The action comes on the heels of a letter Monday to leaders of the House and Senate Armed Services committees from 26 national security experts, calling for such a step (as well as for an extension of the New Strategic Arms Reduction Treaty, a bad idea of its own).

Not deploying the W76-2 would be a mistake. The low-yield version of the W76 warhead is a “supplemental capability” endorsed in the 2018 Nuclear Posture Review.

A limited number of warheads already are modified, meaning no additional action is required. Which is why the House subcommittee’s “mark” of the National Defense Authorization Act focuses on prohibiting funding for deployment of a weapon, rather than development.

The weapon itself is not a new capability or a new nuclear weapon, as some try to claim. Rather, it’s a necessary response to developments in Russia’s nuclear forces developments.

Russia’s military exercises, doctrinal developments, and fielded low-yield nuclear weapon capabilities indicate that Russia might be inclined to use nuclear weapons in a conventional conflict first, to indicate its resolve and make the United States back down. Such a perception is driven by perceived U.S. inability to respond in kind to Russia’s use of low-yield nuclear weapons.

Russia maintains at least a 10-to-1 advantage in this class of weapons. The decision to defund deployment of the W76-2 warhead will serve only to exacerbate this disadvantage. 

It is also worthwhile to note that deploying a low-yield warhead on an existing platform means that the overall yield of actively deployed U.S. warheads will decrease. Although that does not compromise U.S. target coverage, developments in Russia’s nuclear doctrine are deemed so severe that U.S. leadership determined it was necessary to make this trade-off.

The silence of the arms control community on this point is a sign of intellectual inconsistency.

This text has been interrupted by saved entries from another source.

#[cfg(test)]
mod tests {
    use super::*;
    use crate::error::RunError;
    use crate::registry::Disposable;
    use crate::runner::{RunOptions, RunOutput};
    use std::collections::VecDeque;
    use std::sync::Mutex;
    use std::sync::atomic::{AtomicUsize, Ordering};

    /// Runner that replays a queue of `list` responses. Replays the last
    /// response forever once the queue is drained.
    struct ScriptedRunner {
        responses: Mutex<VecDeque<Result<String, RunError>>>,
        last: Mutex<Option<String>>,
    }

    impl ScriptedRunner {
        fn new(responses: Vec<Result<&str, &str>>) -> Arc<Self> {
            Arc::new(Self {
                responses: Mutex::new(
                    responses
                        .into_iter()
                        .map(|r| r.map(String::from).map_err(RunError::message))
                        .collect(),
                ),
                last: Mutex::new(None),
            })
        }
    }

    impl CommandRunner for ScriptedRunner {
        async fn execute(&self, args: &[String], _opts: RunOptions) -> Result<RunOutput, RunError> {
            assert_eq!(args, ["list"]);
            let next = self.responses.lock().unwrap().pop_front();
            let stdout = match next {
                Some(Ok(stdout)) => {
                    *self.last.lock().unwrap() = Some(stdout.clone());
                    stdout
                }
                Some(Err(e)) => return Err(e),
                None => self.last.lock().unwrap().clone().unwrap_or_default(),
            };
            Ok(RunOutput {
                stdout,
                stderr: String::new(),
            })
        }
    }

    struct CountingHandle {
        disposals: Arc<AtomicUsize>,
    }

    impl Disposable for CountingHandle {
        fn dispose(&mut self) {
            self.disposals.fetch_add(1, Ordering::SeqCst);
        }
    }

    /// Host that records registrations and can be primed to reject one
    /// identity.
    #[derive(Default)]
    struct RecordingHost {
        registered: Mutex<Vec<String>>,
        config_writes: Mutex<Vec<(String, String, u64)>>,
        reject: Option<String>,
        disposals: Arc<AtomicUsize>,
    }

    impl ConnectionHost for RecordingHost {
        fn register(
            &self,
            descriptor: ConnectionDescriptor,
        ) -> Result<Box<dyn Disposable>, CorralError> {
            if self.reject.as_deref() == Some(descriptor.identity.as_str()) {
                return Err(CorralError::Host {
                    message: format!("rejected {}", descriptor.identity),
                });
            }
            self.registered.lock().unwrap().push(descriptor.identity);
            Ok(Box::new(CountingHandle {
                disposals: self.disposals.clone(),
            }))
        }

        async fn update_config(
            &self,
            identity: &str,
            key: &str,
            value: u64,
        ) -> Result<(), CorralError> {
            self.config_writes
                .lock()
                .unwrap()
                .push((identity.into(), key.into(), value));
            Ok(())
        }
    }

    fn json(machines: &[(&str, bool, bool)]) -> String {
        let entries: Vec<String> = machines
            .iter()
            .map(|(name, running, starting)| {
                format!(
                    r#"{{"name":"{name}","cpus":2,"memory":2147483648,"disk_size":10737418240,"port":50022,"remote_username":"core","identity_path":"/tmp/{name}","running":{running},"starting":{starting}}}"#
                )
            })
            .collect();
        format!("[{}]", entries.join(","))
    }

    fn reconciler(
        runner: Arc<ScriptedRunner>,
        host: Arc<RecordingHost>,
    ) -> Reconciler<ScriptedRunner, RecordingHost> {
        Reconciler::new(runner, host, Provider::new(true), Duration::from_millis(10))
    }

    #[tokio::test]
    async fn first_sight_registers_without_notification() {
        let runner = ScriptedRunner::new(vec![Ok(&json(&[("a", false, true)]))]);
        let host = Arc::new(RecordingHost::default());
        let r = reconciler(runner, host.clone());

        let notifications = Arc::new(Mutex::new(Vec::new()));
        let _sub = {
            let notifications = notifications.clone();
            r.subscribe(move |id, status| {
                notifications.lock().unwrap().push((id.to_string(), status))
            })
        };

        r.reconcile_pass().await;

        assert!(notifications.lock().unwrap().is_empty());
        assert_eq!(*host.registered.lock().unwrap(), ["a"]);
        // registration success promoted the machine to ready
        assert_eq!(r.registry().status_of("a"), Some(LifecycleStatus::Ready));
        assert!(r.registry().invariants_hold());
        // resource attributes flowed into the connection config store
        let writes = host.config_writes.lock().unwrap();
        assert!(writes.contains(&("a".into(), CONFIG_CPUS.into(), 2)));
        assert!(writes.contains(&("a".into(), CONFIG_MEMORY.into(), 2147483648)));
    }

    #[tokio::test]
    async fn status_change_notifies_exactly_once() {
        let runner = ScriptedRunner::new(vec![
            Ok(&json(&[("a", false, true)])),
            Ok(&json(&[("a", true, false)])),
        ]);
        let host = Arc::new(RecordingHost::default());
        let r = reconciler(runner, host);

        let notifications = Arc::new(Mutex::new(Vec::new()));
        let _sub = {
            let notifications = notifications.clone();
            r.subscribe(move |id, status| {
                notifications.lock().unwrap().push((id.to_string(), status))
            })
        };

        r.reconcile_pass().await; // starting, first sight: silent (then ready on registration)
        r.reconcile_pass().await; // started: one notification

        assert_eq!(
            *notifications.lock().unwrap(),
            [("a".to_string(), LifecycleStatus::Started)]
        );
        assert_eq!(r.registry().status_of("a"), Some(LifecycleStatus::Started));
    }

    #[tokio::test]
    async fn removed_machine_disposed_once_and_dropped_from_all_maps() {
        let runner = ScriptedRunner::new(vec![Ok(&json(&[("b", true, false)])), Ok("[]")]);
        let host = Arc::new(RecordingHost::default());
        let r = reconciler(runner, host.clone());

        r.reconcile_pass().await;
        assert!(r.registry().has_connection("b"));

        r.reconcile_pass().await;
        assert!(r.registry().is_empty());
        assert_eq!(host.disposals.load(Ordering::SeqCst), 1);
        assert!(r.registry().invariants_hold());
        assert_eq!(r.provider().status(), LifecycleStatus::Installed);
    }

    #[tokio::test]
    async fn aggregate_skipped_when_platform_excludes_it() {
        let runner = ScriptedRunner::new(vec![Ok(&json(&[("b", true, false)])), Ok("[]")]);
        let host = Arc::new(RecordingHost::default());
        let r = Reconciler::new(runner, host, Provider::new(false), Duration::from_millis(10));

        r.reconcile_pass().await;
        r.reconcile_pass().await;
        assert_eq!(r.provider().status(), LifecycleStatus::Unknown);
    }

    #[tokio::test]
    async fn soft_error_leaves_existing_entries_unchanged() {
        let runner = ScriptedRunner::new(vec![
            Ok(&json(&[("a", true, false)])),
            Err("tool temporarily unavailable"),
        ]);
        let host = Arc::new(RecordingHost::default());
        let r = reconciler(runner, host.clone());

        r.reconcile_pass().await;
        let status_before = r.registry().status_of("a");

        // The failed poll yields an empty snapshot, which would normally
        // mean "machine a was removed" — but a soft error must not be
        // interpreted as removal.
        r.reconcile_pass().await;

        assert_eq!(r.registry().status_of("a"), status_before);
        assert!(r.registry().has_connection("a"));
        assert_eq!(host.disposals.load(Ordering::SeqCst), 0);
    }

    #[tokio::test]
    async fn creation_failure_is_isolated() {
        let runner = ScriptedRunner::new(vec![Ok(&json(&[
            ("bad", false, false),
            ("good", true, false),
        ]))]);
        let host = Arc::new(RecordingHost {
            reject: Some("bad".into()),
            ..RecordingHost::default()
        });
        let r = reconciler(runner, host.clone());

        r.reconcile_pass().await;

        assert_eq!(*host.registered.lock().unwrap(), ["good"]);
        assert!(r.registry().has_connection("good"));
        assert!(!r.registry().has_connection("bad"));
        // both machines stay tracked; only the connection is missing
        assert_eq!(r.registry().status_of("bad"), Some(LifecycleStatus::Stopped));
        assert_eq!(r.registry().status_of("good"), Some(LifecycleStatus::Ready));
    }

    #[tokio::test]
    async fn failed_creation_is_retried_next_pass() {
        let runner = ScriptedRunner::new(vec![Ok(&json(&[("a", true, false)]))]);
        let host = Arc::new(RecordingHost {
            reject: Some("a".into()),
            ..RecordingHost::default()
        });
        let r = reconciler(runner, host.clone());

        r.reconcile_pass().await;
        assert!(!r.registry().has_connection("a"));

        // second pass sees the same snapshot; the identity still has no
        // connection, but the host keeps rejecting
        r.reconcile_pass().await;
        assert!(!r.registry().has_connection("a"));
        assert!(r.registry().invariants_hold());
    }

    /// Layer that flattens every event's fields into one line, so tests
    /// can assert on emitted diagnostics.
    struct CaptureLayer {
        lines: Arc<Mutex<Vec<String>>>,
    }

    impl<S: tracing::Subscriber> tracing_subscriber::Layer<S> for CaptureLayer {
        fn on_event(
            &self,
            event: &tracing::Event<'_>,
            _ctx: tracing_subscriber::layer::Context<'_, S>,
        ) {
            struct Flatten<'a>(&'a mut String);

            impl tracing::field::Visit for Flatten<'_> {
                fn record_debug(
                    &mut self,
                    field: &tracing::field::Field,
                    value: &dyn std::fmt::Debug,
                ) {
                    use std::fmt::Write;
                    let _ = write!(self.0, "{}={:?} ", field.name(), value);
                }
            }

            let mut line = String::new();
            event.record(&mut Flatten(&mut line));
            self.lines.lock().unwrap().push(line);
        }
    }

    #[tokio::test]
    async fn aggregate_transitions_are_logged() {
        use tracing_subscriber::layer::SubscriberExt;

        let lines = Arc::new(Mutex::new(Vec::new()));
        let subscriber = tracing_subscriber::registry().with(CaptureLayer {
            lines: lines.clone(),
        });
        let _guard = tracing::subscriber::set_default(subscriber);

        let runner = ScriptedRunner::new(vec![Ok(&json(&[("a", true, false)])), Ok("[]")]);
        let host = Arc::new(RecordingHost::default());
        let r = reconciler(runner, host);

        r.reconcile_pass().await; // unknown -> ready
        r.reconcile_pass().await; // ready -> installed
        r.reconcile_pass().await; // installed -> installed: silent

        let lines = lines.lock().unwrap();
        let transitions: Vec<&String> = lines
            .iter()
            .filter(|l| l.contains("provider status changed"))
            .collect();
        assert_eq!(transitions.len(), 2);
        assert!(transitions[0].contains("from=unknown") && transitions[0].contains("to=ready"));
        assert!(
            transitions[1].contains("from=ready") && transitions[1].contains("to=installed")
        );
    }

    #[tokio::test]
    async fn run_loop_stops_on_cancel() {
        let runner = ScriptedRunner::new(vec![Ok("[]")]);
        let host = Arc::new(RecordingHost::default());
        let r = reconciler(runner, host);

        let stop = CancellationToken::new();
        let stopper = stop.clone();
        let driver = tokio::spawn(async move {
            tokio::time::sleep(Duration::from_millis(30)).await;
            stopper.cancel();
        });

        tokio::time::timeout(Duration::from_secs(5), r.run(stop))
            .await
            .expect("run loop must exit after cancellation");
        driver.await.unwrap();
    }
}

The annual National Defense Authorization Act authorizes appropriations and sets out policies for the Defense Department as well as for military construction and the Energy Department’s national security programs.

The House subcommittee’s mark of the NDAA also unhelpfully walks back the U.S. commitment to a comprehensive layered missile defense system, advanced in a bipartisan manner in the fiscal year 2017 NDAA, which states in part:

It is the policy of the United States to maintain and improve an effective, robust layered missile defense system capable of defending the territory of the United States, allies, deployed forces, and capabilities against the developing and increasingly complex ballistic missile threat with funding subject to the annual authorization of appropriations and the annual appropriation of funds for National Missile Defense.

The subcommittee Democrats seek to limit homeland defense to rogue states while explicitly stating we would rely on nuclear deterrence for near-peer adversary ballistic missile threats. It argues that a similar position is advanced in the 2019 Missile Defense Review.

That is inaccurate. The Missile Defense Review does not preclude a role for missile defenses against threats like those of Russia and China, and is explicit in saying the U.S. would not accept limits on its missile defense programs should they advance to the point of having a substantial capability against Russia and China.

President Donald Trump could not have been  clearer in his remarks at the time of the review’s release: “Our goal is simple: to ensure that we can detect and destroy any missile launched against the United States—anywhere, anytime, anyplace.”

Regrettably, Democrats on the House Armed Services Committee do not share the same commitment.